Principes

Principes fondamentaux du mouvement

Ondulation
L’ondulation évoque la fluidité. Sa rondeur et sa malléabilité permettent d’absorber les chocs et de se mouvoir avec la continuité du roulement et l’élasticité du ressort. L’ondulation est le fondement du mouvement. Le serpent en est l’exemple le plus évident. Sa reptation se fait par une ample ondulation latérale (côté-côté) et une ondulation frontale (avant-arrière) moins visible. Ce schéma subsiste chez les créatures à pieds dont les membres ont pris en charge une grande partie de la fonction locomotrice. Même dans la marche humaine sur deux jambes, l’ondulation latérale et frontale du corps reste nécessaire.
L’ondulation est très sollicitée dans la pratique d’Animal move. Elle renforce le centre et donne une souplesse gracieuse au mouvement.

Spirale
Particulièrement développée chez l’humain grâce à l’autonomie dont jouit la partie antérieure de son corps (bras, épaules), la spirale de la colonne vertébrale se fait de façon plus ou moins prononcée dans toutes les marches animales.

Rapport au sol
Le sol nous renvoie ce que nous lui donnons : si nous le heurtons, nous serons heurtés, si nous le caressons, nous serons caressés. Se familiariser avec le sol pour le rendre accueillant, c’est développer ses propres qualités d’accueil. Le contact des mains au sol, en plus de celui des pieds, informe le système neuromusculaire plus finement.

Coordination
La coordination du mouvement est un enchaînement de postures selon une organisation spatiale et temporelle précise. Une bonne coordination permet la fluidité et l’économie des forces. Une mauvaise coordination demande un effort accru pour une aisance et une performance moindres. La coordination controlatérale favorise les facultés d’apprentissage en faisant communiquer les deux hémisphères du cerveau.

Equilibre
La marche – au sol, à quatre pattes ou sur deux jambes – est une suite de déséquilibres coordonnés. L’équilibre des êtres qui se déplacent n’est jamais statique, mais toujours dynamique, c’est-à-dire qu’il se fait par des micro-ajustements continus. La rigidité empêche cet ajustement, contrairement à la décontraction qui le rend possible.

Balancer
A l’image d’un pendule, le balancer utilise la force de gravitation naturelle. Il est facile d’en faire l’expérience avec son bras en le laissant se balancer d’un côté et de l’autre.

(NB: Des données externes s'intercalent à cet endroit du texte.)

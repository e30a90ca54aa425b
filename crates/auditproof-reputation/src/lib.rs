// crates/auditproof-reputation/src/lib.rs
//
// auditproof-reputation: credibility scoring for newly approved auditors.
//
// The finalizer asks a ReputationSource for a score after an approval; a
// positive score is written to the registry with updateCredibilityScore.
// Scoring is best-effort: a failing source never blocks finalization.

pub mod handles;

use async_trait::async_trait;
use serde::{Deserialize, Serialize};

use auditproof_core::auditor::Auditor;
use auditproof_core::error::AuditProofError;
use auditproof_core::types::Address;

pub use handles::{HandleReputation, HandleWeights};

/// The inputs a reputation source scores.
#[derive(Debug, Clone, PartialEq, Eq, Serialize, Deserialize)]
#[serde(rename_all = "camelCase")]
pub struct AuditorProfile {
    pub address: Address,
    pub github_handle: String,
    pub code4rena_handle: String,
    pub immunefi_handle: String,
    pub credential_count: u64,
}

impl From<&Auditor> for AuditorProfile {
    fn from(auditor: &Auditor) -> Self {
        Self {
            address: auditor.address,
            github_handle: auditor.github_handle.clone(),
            code4rena_handle: auditor.code4rena_handle.clone(),
            immunefi_handle: auditor.immunefi_handle.clone(),
            credential_count: auditor.credential_count,
        }
    }
}

/// One contribution to a credibility score.
#[derive(Debug, Clone, PartialEq, Eq, Serialize, Deserialize)]
pub struct Signal {
    pub source: String,
    pub detail: String,
    pub points: u64,
}

#[derive(Debug, Clone, PartialEq, Eq, Serialize, Deserialize)]
#[serde(rename_all = "camelCase")]
pub struct Reputation {
    pub address: Address,
    pub credibility_score: u64,
    pub signals: Vec<Signal>,
}

/// A collaborator that computes an auditor's credibility from external
/// signals.
#[async_trait]
pub trait ReputationSource: Send + Sync {
    async fn reputation(&self, profile: &AuditorProfile) -> Result<Reputation, AuditProofError>;
}
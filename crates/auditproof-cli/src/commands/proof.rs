// crates/auditproof-cli/src/commands/proof.rs
//
// `auditproof proof {generate, verify}`.

use std::fs;

use auditproof_core::credential::Proof;
use clap::Subcommand;
use serde_json::{json, Value};

use crate::output::{format_json, OutputFormat};
use crate::rpc_client::RpcClient;

/// Proof subcommands.
#[derive(Debug, Subcommand)]
pub enum ProofCmd {
    /// Generate a proof for a credential.
    Generate {
        credential_id: String,
        /// Write the generated proof JSON to this file.
        #[arg(long)]
        out: Option<String>,
    },
    /// Verify a proof and record the outcome on-chain.
    Verify {
        /// File holding a proof, or the output of `proof generate`.
        #[arg(long)]
        file: String,
        /// Verification status to record.
        #[arg(long)]
        status: String,
        /// Project address. Defaults to the proof's subject.
        #[arg(long)]
        project: Option<String>,
        /// Auditor address. Defaults to the proof's issuer.
        #[arg(long)]
        auditor: Option<String>,
        /// Credential the proof belongs to. Defaults to the one recorded
        /// alongside a generated proof.
        #[arg(long)]
        credential_id: Option<String>,
    },
}

/// Run the proof subcommand.
pub async fn run(
    client: &RpcClient,
    cmd: &ProofCmd,
    format: OutputFormat,
) -> Result<(), Box<dyn std::error::Error>> {
    match cmd {
        ProofCmd::Generate { credential_id, out } => {
            let generated: Value = client
                .call("proofs/generate", json!({ "credentialId": credential_id }))
                .await?;
            if let Some(path) = out {
                fs::write(path, format_json(&generated))?;
            }
            if format == OutputFormat::Json {
                println!("{}", format_json(&generated));
                return Ok(());
            }
            println!("Proof generated: {}", generated["proofId"].as_str().unwrap_or("-"));
            println!("  Credential:  {}", credential_id);
            println!("  Valid:       {}", generated["valid"]);
            println!("  Synthesized: {}", generated["synthesized"]);
            if let Some(path) = out {
                println!("  Saved to:    {}", path);
            }
        }
        ProofCmd::Verify {
            file,
            status,
            project,
            auditor,
            credential_id,
        } => {
            let contents: Value = serde_json::from_str(&fs::read_to_string(file)?)?;
            let (proof, recorded_credential) = read_proof(contents)?;

            let params = json!({
                "proof": proof,
                "project": project.clone().unwrap_or_else(|| proof.subject.to_string()),
                "auditor": auditor.clone().unwrap_or_else(|| proof.issuer.to_string()),
                "status": status,
                "credentialId": credential_id.clone().or(recorded_credential),
            });
            let result: Value = client.call("proofs/verify", params).await?;
            if format == OutputFormat::Json {
                println!("{}", format_json(&result));
                return Ok(());
            }
            println!("Verification recorded: {}", result["txHash"].as_str().unwrap_or("-"));
            println!("  Confirmed: {}", result["confirmed"]);
            if let Some(gas) = result["gasUsed"].as_u64() {
                println!("  Gas used:  {}", gas);
            }
        }
    }

    Ok(())
}

/// Accept either a bare proof or the envelope written by `proof generate`,
/// returning the proof and the credential id recorded with it.
fn read_proof(contents: Value) -> Result<(Proof, Option<String>), Box<dyn std::error::Error>> {
    match contents.get("proof") {
        Some(inner) if !inner.is_null() => {
            let credential_id = contents["credentialId"].as_str().map(str::to_string);
            Ok((serde_json::from_value(inner.clone())?, credential_id))
        }
        Some(_) => Err("Proof file has no attested proof; it cannot be recorded on-chain".into()),
        None => Ok((serde_json::from_value(contents)?, None)),
    }
}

La chute du bras va générer d’elle-même une force qui le fera remonter jusqu’à sont point de suspension avant de rechuter. Tout comme le surfer bénéficie de la force de la vague en la suivant, il s’agit de se mettre en symbiose avec le flux de la gravité pour une meilleure dynamique du mouvement et une économie des forces.

Regard
Le regard détermine où se trouve notre conscience. Il peut être intérieur ou extérieur. Dans la phase d’apprentissage, il est souvent intérieur, car il est nécessaire de visualiser les schémas du mouvement. Mais dès que ceux-ci sont acquis, la perception visuelle de l’environnement améliore la stabilité, la précision et l’intention du geste.

Musicalité
La musicalité existe avec ou sans musique. Toute chose temporelle a un rythme, une cadence et un phrasé en elle-même. Qu’il s’agisse de sa propre musique ou d’une musique extérieure, elle constitue un support organisationnel et dynamique dans une séquence de mouvements. Elle en donne la cohérence et la structure temporelle.

Position renversée
La position renversée, ou le passage en équilibre sur les mains, ouvre une dimension supplémentaire de liberté. Alors que les enfants font la roue avec aisance et plaisir, les adultes ne savent plus la faire, car ils ont peur. Oser braver cette peur de perdre pied apporte une meilleure aisance dans son corps et donne confiance en soi.